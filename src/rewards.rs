//! Reward policy: decides whether an inbound message earns XP/GMP.
//!
//! The policy is a pure decision over (last reward timestamp, current
//! timestamp, message text); the store applies the resulting grant.

use crate::constants::{MESSAGE_REWARD, TACTICAL_WORDS, TACTICAL_WORD_REWARD};

#[derive(Debug, Clone, Copy, PartialEq, Eq)]
pub struct Grant {
    pub xp: u64,
    pub gmp: i64,
    /// Recognized keywords credited toward the bonus (already capped).
    pub tactical_words: u32,
}

#[derive(Debug, Clone, Copy)]
pub struct RewardPolicy {
    cooldown_secs: u64,
    bonus_cap: u32,
}

impl RewardPolicy {
    pub const fn new(cooldown_secs: u64, bonus_cap: u32) -> Self {
        Self {
            cooldown_secs,
            bonus_cap,
        }
    }

    /// `None` while the member is still inside the cooldown window. A member
    /// with no previous reward has no window, so the first message always
    /// grants, including at `now == 0`.
    pub fn evaluate(&self, last_reward: Option<u64>, now: u64, text: &str) -> Option<Grant> {
        if let Some(last) = last_reward {
            if now.saturating_sub(last) < self.cooldown_secs {
                return None;
            }
        }
        let bonus = u32::try_from(count_tactical_words(text))
            .unwrap_or(u32::MAX)
            .min(self.bonus_cap);
        Some(Grant {
            xp: MESSAGE_REWARD.xp + u64::from(bonus) * TACTICAL_WORD_REWARD.xp,
            gmp: MESSAGE_REWARD.gmp + i64::from(bonus) * TACTICAL_WORD_REWARD.gmp,
            tactical_words: bonus,
        })
    }
}

/// Total occurrences of vocabulary entries in `text`, case-insensitive and
/// bounded by word boundaries. Duplicate occurrences each count.
pub fn count_tactical_words(text: &str) -> usize {
    let lowered = text.to_lowercase();
    TACTICAL_WORDS
        .iter()
        .map(|word| count_occurrences(&lowered, word))
        .sum()
}

fn count_occurrences(haystack: &str, needle: &str) -> usize {
    let mut count = 0;
    let mut offset = 0;
    while let Some(pos) = haystack[offset..].find(needle) {
        let start = offset + pos;
        let end = start + needle.len();
        let bounded_left = haystack[..start]
            .chars()
            .next_back()
            .map_or(true, |c| !c.is_alphanumeric());
        let bounded_right = haystack[end..]
            .chars()
            .next()
            .map_or(true, |c| !c.is_alphanumeric());
        if bounded_left && bounded_right {
            count += 1;
        }
        offset = end;
    }
    count
}

#[cfg(test)]
mod tests {
    use super::*;

    const POLICY: RewardPolicy = RewardPolicy::new(30, 10);

    #[test]
    fn counts_are_case_insensitive() {
        assert_eq!(count_tactical_words("SNAKE? Snake?! snake!"), 3);
    }

    #[test]
    fn partial_words_do_not_match() {
        assert_eq!(count_tactical_words("snakes intelligence remission"), 0);
    }

    #[test]
    fn phrases_and_nested_words_each_count() {
        // "metal gear" matches as a phrase and "gear" matches on its own.
        assert_eq!(count_tactical_words("a metal gear walks into outer heaven"), 3);
    }

    #[test]
    fn first_message_rewards_even_at_epoch_zero() {
        let grant = POLICY.evaluate(None, 0, "tactical stealth operation").unwrap();
        assert_eq!(grant.tactical_words, 3);
        assert_eq!(grant.xp, MESSAGE_REWARD.xp + 3 * TACTICAL_WORD_REWARD.xp);
    }

    #[test]
    fn empty_text_grants_base_reward_only() {
        let grant = POLICY.evaluate(Some(0), 30, "").unwrap();
        assert_eq!(grant.xp, MESSAGE_REWARD.xp);
        assert_eq!(grant.gmp, MESSAGE_REWARD.gmp);
        assert_eq!(grant.tactical_words, 0);
    }

    #[test]
    fn bonus_caps_at_ten_keywords() {
        let text = "snake ".repeat(15);
        let grant = POLICY.evaluate(Some(0), 30, &text).unwrap();
        assert_eq!(grant.tactical_words, 10);
        assert_eq!(grant.xp, MESSAGE_REWARD.xp + 10 * TACTICAL_WORD_REWARD.xp);
        assert_eq!(
            grant.gmp,
            MESSAGE_REWARD.gmp + 10 * TACTICAL_WORD_REWARD.gmp
        );
    }

    #[test]
    fn cooldown_rejects_until_elapsed() {
        assert!(POLICY.evaluate(Some(100), 110, "hello").is_none());
        assert!(POLICY.evaluate(Some(100), 129, "hello").is_none());
        assert!(POLICY.evaluate(Some(100), 130, "hello").is_some());
        assert!(POLICY.evaluate(Some(100), 131, "hello").is_some());
    }

    #[test]
    fn clock_regression_does_not_underflow() {
        assert!(POLICY.evaluate(Some(100), 90, "hello").is_none());
    }
}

▶ _Exercise instructions_: Please report every line in the entries above that holds the string "while".

▶ _Written solution_:
    /// `None` while the member is still inside the cooldown window. A member
    while let Some(pos) = haystack[offset..].find(needle) {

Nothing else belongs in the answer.